Someone decided the wood could be better used and started making things with it. Eventually the wood was used to panel the inside of homes such as the Norfield Curly Pine home or Butterfield mansion. 

Norfield would remain in operation for 16 years and cut 35,000 acres of timber. Once the timber was harvested the acreage would then be sold for $10 an acre. Brown said in 1930 the town had a population of 1,399. 

“They had a good basketball team. The Norfield Tigers were great in any sport they played. They had electricity before anyone else did and indoor plumbing,” Brown said. “Norfield built a golf course for the mill’s doctor. Legend has it they used so much sheep manure to fertilize the golf course after the mill closed the course was used to grow cotton and it produced some of the finest cotton.” 

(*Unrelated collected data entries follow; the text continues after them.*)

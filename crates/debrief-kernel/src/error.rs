//! Playback error types.

use std::io;
use std::path::PathBuf;

use debrief_types::TypesError;
use thiserror::Error;

/// Errors from cursor preparation, patch files, and the playback actor.
#[derive(Debug, Error)]
pub enum PlaybackError {
    /// Rejected argument (negative seek time, blank node name, ...).
    #[error("invalid argument: {0}")]
    InvalidArgument(String),

    /// Nothing left to play after preparing the log.
    #[error("no playable messages in {0}")]
    EmptyLog(String),

    /// Reading or writing a patch file failed.
    #[error("patch file {path}: {source}")]
    Io {
        path: PathBuf,
        #[source]
        source: io::Error,
    },

    /// A patch file line did not decode.
    #[error("patch file {path} line {line}: {source}")]
    PatchFormat {
        path: PathBuf,
        line: usize,
        #[source]
        source: serde_json::Error,
    },

    /// The assessment manager rejected a request.
    #[error("assessment: {0}")]
    Assessment(String),

    /// The playback actor has terminated.
    #[error("playback terminated")]
    Terminated,

    #[error(transparent)]
    Types(#[from] TypesError),
}

impl PlaybackError {
    pub fn invalid(msg: impl Into<String>) -> Self {
        Self::InvalidArgument(msg.into())
    }

    pub fn io(path: impl Into<PathBuf>, source: io::Error) -> Self {
        Self::Io {
            path: path.into(),
            source,
        }
    }
}

pub type PlaybackResult<T> = Result<T, PlaybackError>;
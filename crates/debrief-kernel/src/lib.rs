//! # debrief-kernel
//!
//! Playback of one recorded session and retroactive assessment editing.
//!
//! A log is prepared into a [`MessageCursor`], handed to [`spawn_playback`]
//! together with a [`PlaybackSink`], and driven through the returned
//! [`PlaybackHandle`]:
//! - messages are re-emitted with their recorded spacing
//! - seeking rebuilds the learner's view (strategies, learner state, live
//!   entities) at the new position
//! - observer edits land in a patch overlay that never touches the recorded
//!   messages and can be persisted next to the log

pub mod assessment;
pub mod config;
pub mod cursor;
pub mod entity;
pub mod error;
pub mod patch_file;
pub mod patching;
pub mod scheduler;
pub mod sink;

pub use assessment::{AssessmentManager, ScenarioInfo, apply_evaluator_update};
pub use config::PlaybackConfig;
pub use cursor::{MessageCursor, PlaybackCursor};
pub use entity::EntityRoster;
pub use error::{PlaybackError, PlaybackResult};
pub use scheduler::{PlaybackHandle, PlaybackState, PlaybackStatus, SeekFilter, spawn_playback};
pub use sink::{PlaybackSink, SinkError};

Timber companies’ use of railroads and dummy lines actually helped create many of the small communities we know today. For example, John Spencer Butterfield named the community of Jayess after himself. 

“His daughter suggested he name the town after himself but the post office made him spell out his initial JS into Jay Ess,” Brown said. 

Lincoln County and Southwest Mississippi’s story with the timber industry did not just end once the sawmills closed. Mississippi began to encourage farmers to take advantage of the land and grow trees on farms. Brown showed a picture of his daddy driving a Ford 8n tractor while another man on the back dropped saplings into the ground. 

Our local Homochitto National Forest was created out of land unsuitable for farming. Workers hand planted the trees in the national forest.